Types that can be converted to and from TensorData.

Vector is the most efficient to encode/decode for most element types.

Methods

decodeTensorData :: TensorData a -> s a

Decode the bytes of a TensorData into an s.

encodeTensorData :: Shape -> s a -> TensorData a

Encode an s into a TensorData.

The values should be in row major order, e.g.,

element 0: index (0, ..., 0) element 1: index (0, ..., 1) ...

newtype Scalar a

Constructors

Scalar 

Fields

unScalar :: a
 

Instances

TensorDataType Vector a => TensorDataType Scalar a 
Eq a => Eq (Scalar a) 
Floating a => Floating (Scalar a) 
Fractional a => Fractional (Scalar a) 
Num a => Num (Scalar a) 
Ord a => Ord (Scalar a) 
Real a => Real (Scalar a) 
RealFloat a => RealFloat (Scalar a) 
RealFrac a => RealFrac (Scalar a) 
Show a => Show (Scalar a) 
IsString a => IsString (Scalar a) 

newtype Shape

Shape (dimensions) of a tensor.

Constructors

Shape [Int64] 

type OneOf ts a = (TensorType a, TensorTypes ts, NoneOf (AllTensorTypes \\ ts) a)

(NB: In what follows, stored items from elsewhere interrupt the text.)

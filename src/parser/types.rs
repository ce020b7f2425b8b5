//! Parser Types and Constants
//!
//! Shared limits, options, and classification tables used across parser
//! modules. All tables are read-only after initialization.

use std::collections::HashSet;

use crate::ast::types::{BinaryOperator, RedirectionOperator};
use crate::parser::lexer::TokenType;

// Parser limits to prevent hangs and resource exhaustion
pub const MAX_INPUT_SIZE: usize = 10 * 1024 * 1024; // 10MB max input
pub const MAX_PARSER_DEPTH: usize = 64; // Max nesting units; fits a 2MB stack in debug builds
pub const MAX_DIAGNOSTICS: usize = 1000; // Diagnostics beyond this are dropped

/// Tunables for one parse invocation
#[derive(Debug, Clone, PartialEq, Eq)]
pub struct ParserOptions {
    pub max_input_size: usize,
    pub max_depth: usize,
    pub max_diagnostics: usize,
}

impl Default for ParserOptions {
    fn default() -> Self {
        Self {
            max_input_size: MAX_INPUT_SIZE,
            max_depth: MAX_PARSER_DEPTH,
            max_diagnostics: MAX_DIAGNOSTICS,
        }
    }
}

lazy_static::lazy_static! {
    /// Words that cannot name a variable, parameter, function, or loop binding
    pub static ref RESERVED_WORDS: HashSet<&'static str> = [
        "var",
        "setvar",
        "setglobal",
        "const",
        "for",
        "in",
        "while",
        "if",
        "elif",
        "else",
        "case",
    ]
    .into_iter()
    .collect();
}

pub fn is_reserved_word(word: &str) -> bool {
    RESERVED_WORDS.contains(word)
}

/// `[A-Za-z_][A-Za-z0-9_]*`
pub fn is_valid_name(s: &str) -> bool {
    let mut chars = s.chars();
    match chars.next() {
        Some(c) if c.is_ascii_alphabetic() || c == '_' => {}
        _ => return false,
    }
    chars.all(|c| c.is_ascii_alphanumeric() || c == '_')
}

/// Check if a token type is a redirection operator
pub fn is_redirection_token(t: TokenType) -> bool {
    redirection_operator(t).is_some()
}

pub fn redirection_operator(t: TokenType) -> Option<RedirectionOperator> {
    let op = match t {
        TokenType::Less => RedirectionOperator::Less,
        TokenType::LessGreat => RedirectionOperator::LessGreat,
        TokenType::LessAnd => RedirectionOperator::LessAnd,
        TokenType::GreatAnd => RedirectionOperator::GreatAnd,
        TokenType::AndGreat => RedirectionOperator::AndGreat,
        TokenType::Great => RedirectionOperator::Great,
        TokenType::Clobber => RedirectionOperator::Clobber,
        TokenType::DGreat => RedirectionOperator::DGreat,
        TokenType::AndDGreat => RedirectionOperator::AndDGreat,
        TokenType::DGreatAnd => RedirectionOperator::DGreatAnd,
        TokenType::TLess => RedirectionOperator::TLess,
        _ => return None,
    };
    Some(op)
}

/// Tokens that end a statement
pub fn is_terminator_token(t: TokenType) -> bool {
    matches!(
        t,
        TokenType::Semicolon | TokenType::DSemi | TokenType::Amp | TokenType::Newline
    )
}

/// Tokens that end a run of command arguments
pub fn is_argument_end(t: TokenType) -> bool {
    is_terminator_token(t)
        || matches!(
            t,
            TokenType::Eof
                | TokenType::Pipe
                | TokenType::RBrace
                | TokenType::RParen
                | TokenType::LBrace
                | TokenType::LParen
        )
}

/// Tokens that can start or continue a shell word
pub fn is_word_piece_token(t: TokenType) -> bool {
    matches!(
        t,
        TokenType::Word
            | TokenType::StringStart(..)
            | TokenType::DollarName
            | TokenType::DollarBrace
            | TokenType::DollarBracket
            | TokenType::DollarParen
            | TokenType::AtName
            | TokenType::AtBracket
            | TokenType::AtParen
            | TokenType::CaretBracket
            | TokenType::CaretParen
            | TokenType::LBracket
            | TokenType::RBracket
    )
}

/// Binary operator levels from loosest to tightest binding. Every level is
/// left-associative. Index 0 is reserved for a ternary form and holds no
/// operators.
pub const BINARY_PRECEDENCE: &[&[BinaryOperator]] = &[
    &[],
    &[BinaryOperator::Or],
    &[BinaryOperator::And],
    &[BinaryOperator::BitOr],
    &[BinaryOperator::BitXor],
    &[BinaryOperator::BitAnd],
    &[
        BinaryOperator::Equal,
        BinaryOperator::NotEqual,
        BinaryOperator::NotIdentical,
        BinaryOperator::Identical,
        BinaryOperator::ApproxEqual,
    ],
    &[
        BinaryOperator::Less,
        BinaryOperator::Greater,
        BinaryOperator::LessEqual,
        BinaryOperator::GreaterEqual,
        BinaryOperator::Match,
        BinaryOperator::NotMatch,
        BinaryOperator::GlobMatch,
        BinaryOperator::NotGlobMatch,
    ],
    &[BinaryOperator::ShiftLeft, BinaryOperator::ShiftRight],
    &[
        BinaryOperator::Add,
        BinaryOperator::Subtract,
        BinaryOperator::Concatenate,
    ],
    &[
        BinaryOperator::Multiply,
        BinaryOperator::Divide,
        BinaryOperator::Modulo,
    ],
    &[BinaryOperator::Power],
    &[BinaryOperator::Chain],
];

/// Level of `op` in `BINARY_PRECEDENCE`
pub fn precedence(op: BinaryOperator) -> usize {
    BINARY_PRECEDENCE
        .iter()
        .position(|level| level.contains(&op))
        .unwrap_or(0)
}

/// Map an expression-mode token to the binary operator it spells
pub fn binary_operator(t: TokenType) -> Option<BinaryOperator> {
    let op = match t {
        TokenType::Or => BinaryOperator::Or,
        TokenType::And => BinaryOperator::And,
        TokenType::Pipe => BinaryOperator::BitOr,
        TokenType::Caret => BinaryOperator::BitXor,
        TokenType::Amp => BinaryOperator::BitAnd,
        TokenType::EqEq => BinaryOperator::Equal,
        TokenType::NotEq => BinaryOperator::NotEqual,
        TokenType::NotEqEq => BinaryOperator::NotIdentical,
        TokenType::EqEqEq => BinaryOperator::Identical,
        TokenType::TildeEqEq => BinaryOperator::ApproxEqual,
        TokenType::Lt => BinaryOperator::Less,
        TokenType::Gt => BinaryOperator::Greater,
        TokenType::LtEq => BinaryOperator::LessEqual,
        TokenType::GtEq => BinaryOperator::GreaterEqual,
        TokenType::Tilde => BinaryOperator::Match,
        TokenType::NotTilde => BinaryOperator::NotMatch,
        TokenType::DTilde => BinaryOperator::GlobMatch,
        TokenType::NotDTilde => BinaryOperator::NotGlobMatch,
        TokenType::ShiftLeft => BinaryOperator::ShiftLeft,
        TokenType::ShiftRight => BinaryOperator::ShiftRight,
        TokenType::Plus => BinaryOperator::Add,
        TokenType::Minus => BinaryOperator::Subtract,
        TokenType::DPlus => BinaryOperator::Concatenate,
        TokenType::Star => BinaryOperator::Multiply,
        TokenType::Slash => BinaryOperator::Divide,
        TokenType::Percent => BinaryOperator::Modulo,
        TokenType::DStar => BinaryOperator::Power,
        TokenType::FatArrow => BinaryOperator::Chain,
        _ => return None,
    };
    Some(op)
}

#[cfg(test)]
mod tests {
    use super::*;

    #[test]
    fn test_reserved_words() {
        for word in ["var", "setvar", "setglobal", "const", "for", "in", "while", "if", "elif", "else", "case"] {
            assert!(is_reserved_word(word), "{} should be reserved", word);
        }
        assert!(!is_reserved_word("func"));
        assert!(!is_reserved_word("proc"));
        assert!(!is_reserved_word("echo"));
    }

    #[test]
    fn test_precedence_order() {
        assert!(precedence(BinaryOperator::Or) < precedence(BinaryOperator::And));
        assert!(precedence(BinaryOperator::Add) < precedence(BinaryOperator::Multiply));
        assert!(precedence(BinaryOperator::Multiply) < precedence(BinaryOperator::Power));
        // `=>` binds tighter than `**`
        assert!(precedence(BinaryOperator::Power) < precedence(BinaryOperator::Chain));
        assert_eq!(
            precedence(BinaryOperator::Equal),
            precedence(BinaryOperator::ApproxEqual)
        );
    }

    #[test]
    fn test_every_operator_has_a_level() {
        for level in BINARY_PRECEDENCE {
            for op in *level {
                assert!(precedence(*op) > 0);
            }
        }
    }

    #[test]
    fn test_redirection_tokens() {
        assert!(is_redirection_token(TokenType::DGreatAnd));
        assert!(is_redirection_token(TokenType::LessAnd));
        assert!(!is_redirection_token(TokenType::Pipe));
        assert_eq!(
            redirection_operator(TokenType::Clobber),
            Some(RedirectionOperator::Clobber)
        );
    }

    #[test]
    fn test_valid_name() {
        assert!(is_valid_name("_x1"));
        assert!(!is_valid_name("1x"));
        assert!(!is_valid_name("a-b"));
        assert!(!is_valid_name(""));
    }
}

A Constraint specifying the possible choices of a TensorType.

We implement a Constraint like OneOf '[Double, Float] a by turning the natural representation as a conjunction, i.e.,

   a == Double || a == Float

into a disjunction like

    a /= Int32 && a /= Int64 && a /= ByteString && ...

using an enumeration of all the possible TensorTypes.

type family a /= b :: Constraint

A constraint checking that two types are different.

Equations

a /= a = TypeError a ~ ExcludedCase 
a /= b = () 

Op combinators

colocateWith :: (MonadBuild m, Rendered v) => Tensor v b -> m a -> m a

Places all nodes rendered in the given Build action on the same device as the given Tensor (see also withDevice). Make sure that the action has side effects of rendering the desired tensors. A pure return would not have the desired effect.

newtype Device

A device that a node can be assigned to. There's a naming convention where the device names are constructed from job and replica names.

Constructors

Device 

Fields

deviceName :: Text
 

withDevice :: MonadBuild m => Maybe Device -> m a -> m a

Set a device for all nodes rendered in the given Build action (unless further overridden by another use of withDevice).

withNameScope :: MonadBuild m => Text -> m a -> m a

Prepend a scope to all nodes rendered in the given Build action.

Dependencies

withControlDependencies :: (MonadBuild m, Nodes t) => t -> m a -> m a

Modify a Build action, such that all new ops rendered in it will depend on the nodes in the first argument.

group :: (MonadBuild m, Nodes t) => t -> m ControlNode

Create an op that groups multiple operations.

When this op finishes, all ops in the input n have finished. This op has no output.

Misc

noOp :: MonadBuild m => m ControlNode

Does nothing. Only useful as a placeholder for control edges.